The innate immunity is supposed to be properly activated in order to initiate the adaptive immune response, at the same time, averting the toxic overactivations, which inhibit antigen protein expression as well as immune response. Innate immune response is usually activated by host immune system through pathogen-associated molecular patterns (PAMPs) from PRRs, the detecting exogenous motifs.^{190, 47} However, innate immune sensing of RNAs may dampen the immune response, because of the association with inhibition of antigen expression. Specifically, phage RNA polymerases produce dsRNA that is not desired, which may activate innate immunity through PKR, causing the phosphorylation of eIF-2, which can block mRNA translation.¹⁹⁰ In addition, the dsRNA activates RNase L upon binding to OAS,¹⁹¹ leading to degradation of the exogenous RNAs.

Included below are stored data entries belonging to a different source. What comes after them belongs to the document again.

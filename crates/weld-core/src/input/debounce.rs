//! Contact-bounce filtering for sampled switch levels.

/// Level filter: a new level is accepted once it has been sampled
/// `polls` times in a row. With `polls` of 1 every sample is accepted.
#[derive(Clone, Copy, Debug, Eq, PartialEq)]
pub struct Debounced {
    raw: bool,
    stable: bool,
    run: u8,
}

impl Debounced {
    pub const fn new(level: bool) -> Self {
        Self {
            raw: level,
            stable: level,
            run: 0,
        }
    }

    /// Feeds one sample and returns the filtered level.
    pub fn update(&mut self, level: bool, polls: u8) -> bool {
        if level == self.raw {
            self.run = self.run.saturating_add(1);
        } else {
            self.raw = level;
            self.run = 1;
        }

        if self.run >= polls.max(1) {
            self.stable = self.raw;
        }
        self.stable
    }

    pub const fn level(&self) -> bool {
        self.stable
    }
}
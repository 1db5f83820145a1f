#![cfg_attr(not(test), no_std)]

//! Hardware-agnostic spot-welder controller: settings persistence, input
//! decoding, parameter editing, display rendering and pulse sequencing.

pub mod app;
pub mod edit;
pub mod input;
pub mod render;
pub mod sequencer;
pub mod settings;
pub mod storage;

Moreover, dsRNA bound with MDA-5 and TLR-3 can activate type I IFN. Therefore, several other genes are elicited and inhibit the translation of mRNA.¹⁹² Nevertheless, when mRNA structure is improperly designed, PRRs may also be activated, thus abolishing antigen expression (Figure 7).

4.2.2 Biosafety in various crowds

To accelerate the vaccine development, the population enrolled in trials may be limited than expected. It becomes a concern when the vaccine is designed for people throughout the world, for unknown side effects may emerge in the larger population. Certain groups have specific conditions. In older individuals, a different vaccine formulation or a booster dose is supposed to improve immune responses.¹⁹³ In children, as they usually show increased reactogenicity compared to adults, low-dose vaccines might be required, particularly for mRNA-based vaccines. In pregnant women, the data on the mRNA vaccine is limited, which makes it difficult to expect whether an equivalent immunological response occurs.¹⁹⁴ Furthermore, some evidence suggests that babies suffering enduring adverse consequences may be related to variant CD4⁺ T cell responses in their mothers.¹⁹⁵ In patients on immunosuppressive therapy, immune response to vaccinations is attenuated, which deserves special consideration.¹⁹⁶

4.3.1 Limitations in type

Although some kinds of bacteria and parasites may cause cancer, researches on mRNA vaccines against bacteria and parasites are rare. It can hardly find antigens in the reproduction cycle of bacteria and parasite which can be made into vaccines. Moreover, some bacteria and parasites have the ability to escape from immunity, at the same time, effective but cheap anti-bacterial and anti-parasitic drugs have existed. Therefore, vaccines are intended to fail when assessed by cost/benefit ratio.^{197, 198}

4.3.2 Limitations in effectiveness

The vaccination program's effectiveness depends on convincing efficacy and safety data accompanied by popular public acceptance and inoculation.¹⁹⁹ Vaccine immunogenicity and efficacy depend on the points including packaging, storage, preparation and administration. The risks of improperly performing supply chains are detrimental to the safety and effectiveness of the vaccines, with latent consequences of adverse events.²⁰⁰ Moreover, vaccine hesitancy remains a noteworthy challenge, which has been described as a ‘lack of confidence in vaccination and/or complacency about vaccination’, which may result in deferment or failure to vaccinate.²⁰¹ There are also worries that the political pressure may hasten the development and approval processes, resulting in an ineffective vaccine being released to the public.²⁰²

Taken together, the safety of mRNA cancer vaccines is associated with their ability to encode multiple antigens simultaneously as well as being non-integrating, highly degradable and having no insertional mutagenic potential. In order to develop a safe and effective mRNA vaccine, pre-clinical trials must be done with caution to avoid severe adverse events. Even after approval, long-term safety and efficacy data are required. Moreover, cooperation between international organizations provides solid funding insurance for mRNA vaccines.